# Comments on Hylas 42 (and Hylas in general)



## killarney_sailor (May 4, 2006)

I have looked at a Hylas 42 and it seemed to be a beautiful boat. Everything was in great condition accept the teak decking in the cockpit which I would either remove or replace (assuming that the deck and core underneath are sound). Wondering what people thought of this boat.

Also, interested in comments about the cruisability of this and similar boats with an aft cockpit and a midship companionway which is reached by going from the lower aft cockpit to a higher, smaller midship cockpit. Bit unusual arrangement but I can see that it was done to keep the aft cabin private and dry. Not sure about having to crawl forward in heavy conditions; also if you had a dodger on the aft cockpit you would have to go onto the side deck to get to the companionway (the boat has a pram hood protecting the companiionway.

Thanks


----------



## camaraderie (May 22, 2002)

I really like Hylas...but I just don't understand this design. You might wanna look at the 44 which is a more conventional, well-built CC boat.


----------



## gdavids (Oct 17, 2003)

*Hylas 42*

The Hylas 42 is a boat that has really caught our eye as well. There are a few on the market right now. Which one did you look at? We saw the one in San Francisco and could not imagine purchasing that particular one, but the others on the market are more tempting.

There are a few reasons why I might prefer this to the 44. 1) lower price. 2)higher performance PHRF of the 42 is 84 (deep keel version) in San Francisco and the 44 is rated at 108 3) the salon area of the has traditional straight settees compared to the curved design in the 44 (which don't feel right to me on a proper seagoing boat).

The cockpit of the 42 is definitely unorthodox and I wonder how happy I would be with it long term. I've never sailed on this boat, but all signs point to a fantastic sailing ship.

They built both a deep 7' draft version and a 6'2" shoal. I wonder how much difference in performance is noticed in real world sailing conditions? Any thoughts?

Greg


----------



## killarney_sailor (May 4, 2006)

*Hylas 42 comments*

We saw one in Connecticut. It seemed to be in excellent shape except that the teak decking in the cockpit(s) was totally shot (bare screws showing). Someone had really given it hard treatment over the years. It would have to be replaced and no way of knowing if there was a problem underneath. Also there seemed to be some delamination on the foredeck behind the windlass - probably not too hard to fix that.

I also liked the storage on the 42 compared to that of the 44. The cockpit lockers would be more useful than the lazarettes on the 44 I think.

I do have problems with the companionway arrangement.
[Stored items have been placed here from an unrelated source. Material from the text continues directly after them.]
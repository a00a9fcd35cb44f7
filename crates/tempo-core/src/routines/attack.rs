//! Weapon swings.

use tempo_audit::ActionKind;

use super::{check_resource, ActionRoutine, FollowUp, RejectReason};
use crate::action::ActionDescriptor;
use crate::actor::{ActorSnapshot, ActorStatus};

/// Swing routine. Keeps swinging while the host reports the actor in combat.
///
/// Ranged weapons carry a resource cost in their table entry and need that
/// much ammunition.
#[derive(Debug, Clone, Copy, Default)]
pub struct AttackRoutine;

impl ActionRoutine for AttackRoutine {
    fn kind(&self) -> ActionKind {
        ActionKind::Swing
    }

    fn name(&self) -> &'static str {
        "attack"
    }

    fn check(&self, actor: &ActorSnapshot, cost: u32) -> Result<(), RejectReason> {
        if actor.interrupted {
            return Err(RejectReason::Interrupted);
        }
        check_resource(actor, ActionKind::Swing, cost)
    }

    fn follow_up(&self, actor: Option<&ActorSnapshot>, action: &ActionDescriptor) -> FollowUp {
        match actor {
            Some(a) if a.in_combat && a.status == ActorStatus::Alive => FollowUp::Rearm(*action),
            _ => FollowUp::Idle,
        }
    }
}

#[cfg(test)]
mod tests {
    use super::*;
    use crate::actor::ActorId;

    #[test]
    fn test_repeats_only_in_combat() {
        let mut actor = ActorSnapshot::alive(ActorId::new(1));
        let swing = ActionDescriptor::swing(3);

        assert_eq!(AttackRoutine.follow_up(Some(&actor), &swing), FollowUp::Idle);
        actor.in_combat = true;
        assert_eq!(AttackRoutine.follow_up(Some(&actor), &swing), FollowUp::Rearm(swing));
        actor.status = ActorStatus::Dead;
        assert_eq!(AttackRoutine.follow_up(Some(&actor), &swing), FollowUp::Idle);
        assert_eq!(AttackRoutine.follow_up(None, &swing), FollowUp::Idle);
    }

    #[test]
    fn test_ranged_needs_ammo() {
        let mut actor = ActorSnapshot::alive(ActorId::new(1));
        assert!(AttackRoutine.check(&actor, 0).is_ok());
        assert!(AttackRoutine.check(&actor, 1).is_err());
        actor.resources.ammo = 3;
        assert!(AttackRoutine.check(&actor, 1).is_ok());
    }
}
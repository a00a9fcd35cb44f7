//! Action routines and the host collaborator they act through.
//!
//! A routine decides whether an action may start, what happens when its
//! resolution comes due, and what follows once its channel is ready again.
//! It never touches timers; the scheduler owns those.
//!
//! # Built-in Routines
//!
//! | Routine | Channel | Gate | Follow-up |
//! |---------|---------|------|-----------|
//! | [`AttackRoutine`] | swing | ammo for ranged entries | repeats while in combat |
//! | [`SpellRoutine`] | spell | mana, not interrupted | none; interruption fizzles |
//! | [`BandageRoutine`] | bandage | a bandage | none |
//! | [`WandRoutine`] | wand | a charge | none |

mod attack;
mod bandage;
mod spell;
mod wand;

pub use attack::AttackRoutine;
pub use bandage::BandageRoutine;
pub use spell::SpellRoutine;
pub use wand::WandRoutine;

use serde::{Deserialize, Serialize};
use thiserror::Error;

use tempo_audit::ActionKind;

use crate::action::ActionDescriptor;
use crate::actor::{ActorId, ActorSnapshot, ActorStatus};
use crate::error::RoutineError;

// =============================================================================
// Outcomes
// =============================================================================

/// Why an action request was refused.
#[derive(Debug, Clone, Copy, PartialEq, Eq, Hash, Serialize, Deserialize, Error)]
pub enum RejectReason {
    /// The channel's timer has not elapsed.
    #[error("not ready, {remaining_ms}ms remaining")]
    NotReady {
        /// Time until the channel is permitted.
        remaining_ms: u64,
    },
    /// The actor cannot perform the action in its current state.
    #[error("invalid state: {0:?}")]
    InvalidState(InvalidState),
    /// The actor is interrupted.
    #[error("interrupted")]
    Interrupted,
}

/// State problems that block an action.
#[derive(Debug, Clone, Copy, PartialEq, Eq, Hash, Serialize, Deserialize)]
pub enum InvalidState {
    /// Actor is dead.
    Dead,
    /// Actor is disconnected or unknown to the host.
    Disconnected,
    /// Not enough of the action's resource.
    MissingResource,
}

/// What the host reports after applying a resolution.
#[derive(Debug, Clone, Copy, Default, PartialEq, Eq, Serialize, Deserialize)]
pub struct ResolutionOutcome {
    /// The action used up its resource (mana spent, bandage used, ...).
    pub resource_consumed: bool,
    /// The action had its effect (hit landed, heal applied, ...).
    pub landed: bool,
}

impl ResolutionOutcome {
    /// Resource consumed and effect applied.
    #[must_use]
    pub const fn landed() -> Self {
        Self {
            resource_consumed: true,
            landed: true,
        }
    }

    /// Resource consumed, no effect (a miss).
    #[must_use]
    pub const fn missed() -> Self {
        Self {
            resource_consumed: true,
            landed: false,
        }
    }
}

/// Result of a routine's resolution step.
#[derive(Debug, Clone, Copy, PartialEq, Eq)]
pub enum Resolution {
    /// Resolution applied; the channel stays armed until its due time.
    Completed(ResolutionOutcome),
    /// The action was cut short; the channel completes now without consuming.
    Interrupted,
}

/// What a channel does after its ready-timer fires.
#[derive(Debug, Clone, Copy, PartialEq, Eq)]
pub enum FollowUp {
    /// Return to idle.
    Idle,
    /// Request this action again immediately.
    Rearm(ActionDescriptor),
}

// =============================================================================
// Host collaborator
// =============================================================================

/// Everything the engine needs from the host.
///
/// The engine calls these only from the tick context (or the caller's thread
/// for synchronous requests), never concurrently.
pub trait HostEffects {
    /// Current view of an actor, or `None` if the host no longer knows it.
    fn snapshot(&self, actor: ActorId) -> Option<ActorSnapshot>;

    /// Plays the immediate visible effect of an accepted action.
    ///
    /// # Errors
    ///
    /// Host failure; logged, the action stays accepted.
    fn play_effect(&mut self, actor: ActorId, action: &ActionDescriptor) -> Result<(), RoutineError>;

    /// Applies the action's resolution (damage, heal, spell effect).
    ///
    /// # Errors
    ///
    /// Host failure; the scheduler isolates it to this channel.
    fn resolve(&mut self, actor: ActorId, action: &ActionDescriptor) -> Result<ResolutionOutcome, RoutineError>;

    /// The action was interrupted before resolving.
    fn interrupted(&mut self, _actor: ActorId, _action: &ActionDescriptor) {}

    /// A queued request was refused.
    fn rejected(&mut self, _actor: ActorId, _action: &ActionDescriptor, _reason: RejectReason) {}
}

// =============================================================================
// Routine trait
// =============================================================================

/// Behaviour bound to one channel.
pub trait ActionRoutine: Send + Sync {
    /// Channel this routine serves.
    fn kind(&self) -> ActionKind;

    /// Short name for logs.
    fn name(&self) -> &'static str;

    /// Gates a request. `cost` is the table entry's resource cost.
    ///
    /// # Errors
    ///
    /// The reason the action may not start.
    fn check(&self, actor: &ActorSnapshot, cost: u32) -> Result<(), RejectReason>;

    /// Immediate visible effect of an accepted action.
    ///
    /// # Errors
    ///
    /// Host failure.
    fn begin(
        &self,
        host: &mut dyn HostEffects,
        actor: &ActorSnapshot,
        action: &ActionDescriptor,
    ) -> Result<(), RoutineError> {
        host.play_effect(actor.id, action)
    }

    /// Resolution step, run at the scheduled resolution time.
    ///
    /// # Errors
    ///
    /// Host failure.
    fn resolve(
        &self,
        host: &mut dyn HostEffects,
        actor: &ActorSnapshot,
        action: &ActionDescriptor,
    ) -> Result<Resolution, RoutineError> {
        host.resolve(actor.id, action).map(Resolution::Completed)
    }

    /// Follow-up once the ready-timer fired. `actor` is `None` if the host
    /// no longer knows the actor.
    fn follow_up(&self, _actor: Option<&ActorSnapshot>, _action: &ActionDescriptor) -> FollowUp {
        FollowUp::Idle
    }
}

/// Rejects dead and disconnected actors.
///
/// # Errors
///
/// [`RejectReason::InvalidState`] for anything but [`ActorStatus::Alive`].
pub fn check_status(actor: &ActorSnapshot) -> Result<(), RejectReason> {
    match actor.status {
        ActorStatus::Alive => Ok(()),
        ActorStatus::Dead => Err(RejectReason::InvalidState(InvalidState::Dead)),
        ActorStatus::Disconnected => Err(RejectReason::InvalidState(InvalidState::Disconnected)),
    }
}

/// Rejects actors with fewer than `needed` units of `kind`'s resource.
///
/// # Errors
///
/// [`InvalidState::MissingResource`].
pub fn check_resource(actor: &ActorSnapshot, kind: ActionKind, needed: u32) -> Result<(), RejectReason> {
    if actor.resources.available_for(kind) < needed {
        Err(RejectReason::InvalidState(InvalidState::MissingResource))
    } else {
        Ok(())
    }
}

// =============================================================================
// Routine table
// =============================================================================

/// One routine per channel.
pub struct RoutineTable {
    routines: [Box<dyn ActionRoutine>; ActionKind::COUNT],
}

impl RoutineTable {
    /// The built-in routines.
    #[must_use]
    pub fn standard() -> Self {
        Self {
            routines: [
                Box::new(AttackRoutine),
                Box::new(SpellRoutine),
                Box::new(BandageRoutine),
                Box::new(WandRoutine),
            ],
        }
    }

    /// Replaces the routine for `routine.kind()`.
    pub fn replace(&mut self, routine: Box<dyn ActionRoutine>) {
        let index = routine.kind().index();
        self.routines[index] = routine;
    }

    /// Routine for a channel.
    #[must_use]
    pub fn get(&self, kind: ActionKind) -> &dyn ActionRoutine {
        self.routines[kind.index()].as_ref()
    }
}

impl Default for RoutineTable {
    fn default() -> Self {
        Self::standard()
    }
}

impl std::fmt::Debug for RoutineTable {
    fn fmt(&self, f: &mut std::fmt::Formatter<'_>) -> std::fmt::Result {
        f.debug_list().entries(self.routines.iter().map(|r| r.name())).finish()
    }
}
I sail on the Great Lakes and the water ranges from cool to cold. A dodger is pretty much needed for sailing in cooler weather and rougher conditions. Not sure how it would work with a big dodger for the aft cockpit and a small one for the companionway.

I am sure the deep draft boat would be better - especially to windward, but 7'+ is an non-starter on the Great Lakes. Many harbours are too shallow. Anything over 6' is a problem.

Bruce


----------